To do → Beginning with the very first line, please reproduce the entries exactly through the line containing "use tracing::info;".

Entries provided →
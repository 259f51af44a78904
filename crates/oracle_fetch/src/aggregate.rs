use async_trait::async_trait;
use futures::future::join_all;
use oracle_core::config::Config;
use oracle_core::schema::Jurisdiction;
use oracle_core::snapshot::{ConnectorReport, Snapshot, SourceKind};
use std::time::Duration;
use tracing::info;

use crate::connector::{connector_for, run_connector, Connector};
use crate::error::FetchError;
use crate::http;

/// Anything that can produce a fresh snapshot. The cache is generic over this
/// so tests can count passes.
#[async_trait]
pub trait SnapshotSource: Send + Sync {
    async fn collect(&self) -> Snapshot;
}

pub struct Aggregator {
    connectors: Vec<Box<dyn Connector>>,
    timeout: Duration,
}

impl Aggregator {
    pub fn new(connectors: Vec<Box<dyn Connector>>, timeout: Duration) -> Self {
        Self {
            connectors,
            timeout,
        }
    }

    /// One connector per effective source, all sharing one HTTP client.
    pub fn from_config(config: &Config) -> Result<Self, FetchError> {
        let timeout = config.general.request_timeout();
        let client = http::build_client(&config.general.user_agent, timeout)?;
        let connectors = config
            .effective_sources()
            .iter()
            .map(|source| connector_for(source, config, &client))
            .collect();
        Ok(Self::new(connectors, timeout))
    }

    pub fn connector_count(&self) -> usize {
        self.connectors.len()
    }

    /// Fans out to every connector concurrently and waits for all of them.
    pub async fn run(&self) -> Snapshot {
        info!(connectors = self.connectors.len(), "starting aggregation pass");
        let reports = join_all(
            self.connectors
                .iter()
                .map(|connector| run_connector(connector.as_ref(), self.timeout)),
        )
        .await;

        let kinds: Vec<SourceKind> = self.connectors.iter().map(|c| c.kind()).collect();
        let snapshot = partition(kinds.into_iter().zip(reports), oracle_core::now_iso());
        info!(
            succeeded = snapshot.success_count,
            failed = snapshot.errors.len(),
            "aggregation pass finished"
        );
        snapshot
    }
}

#[async_trait]
impl SnapshotSource for Aggregator {
    async fn collect(&self) -> Snapshot {
        self.run().await
    }
}

/// Sorts reports into their scope buckets and records one error line per
/// failed report.
pub fn partition(
    reports: impl IntoIterator<Item = (SourceKind, ConnectorReport)>,
    fetched_at: String,
) -> Snapshot {
    let mut snapshot = Snapshot {
        fetched_at,
        ..Snapshot::default()
    };

    for (kind, report) in reports {
        snapshot.connector_count += 1;
        if report.success {
            snapshot.success_count += 1;
        } else {
            let reason = report.error.as_deref().unwrap_or("unknown error");
            snapshot.errors.push(format!("{}: {}", report.source, reason));
        }

        let bucket = match (kind, report.jurisdiction) {
            (SourceKind::Bills, _) => &mut snapshot.legislation,
            (SourceKind::Rss, _) => &mut snapshot.news,
            (SourceKind::Ckan, Jurisdiction::Federal) => &mut snapshot.federal,
            (SourceKind::Ckan, Jurisdiction::Provincial) => &mut snapshot.provincial,
            (SourceKind::Ckan, Jurisdiction::Territorial) => &mut snapshot.territorial,
            (SourceKind::Ckan, Jurisdiction::Municipal) => &mut snapshot.municipal,
        };
        bucket.push(report);
    }

    snapshot
}
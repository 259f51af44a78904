use anyhow::Result;
use std::fs;
use std::path::PathBuf;

/// Files under the public data directory that the front end fetches.
#[derive(Debug, Clone)]
pub struct DataPaths {
    pub root: PathBuf,
    pub alerts: PathBuf,
    pub posts: PathBuf,
    pub communities: PathBuf,
    pub daily_report: PathBuf,
    pub report_history: PathBuf,
    pub insights: PathBuf,
}

impl DataPaths {
    pub fn new(root: impl Into<PathBuf>) -> Self {
        let root = root.into();
        Self {
            alerts: root.join("alerts.json"),
            posts: root.join("eye-oracle-posts.json"),
            communities: root.join("vulnerable-communities.json"),
            daily_report: root.join("daily-eye-viral-report.json"),
            report_history: root.join("eye-viral-report-history.json"),
            insights: root.join("eye-oracle-insights.json"),
            root,
        }
    }

    pub fn ensure(&self) -> Result<()> {
        fs::create_dir_all(&self.root)?;
        Ok(())
    }
}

Task result →
repository 259f51af44a78904
filename crates/oracle_fetch/src/aggregate.rs
use async_trait::async_trait;
use futures::future::join_all;
use oracle_core::config::Config;
use oracle_core::schema::Jurisdiction;
use oracle_core::snapshot::{ConnectorReport, Snapshot, SourceKind};
use std::time::Duration;
use tracing::info;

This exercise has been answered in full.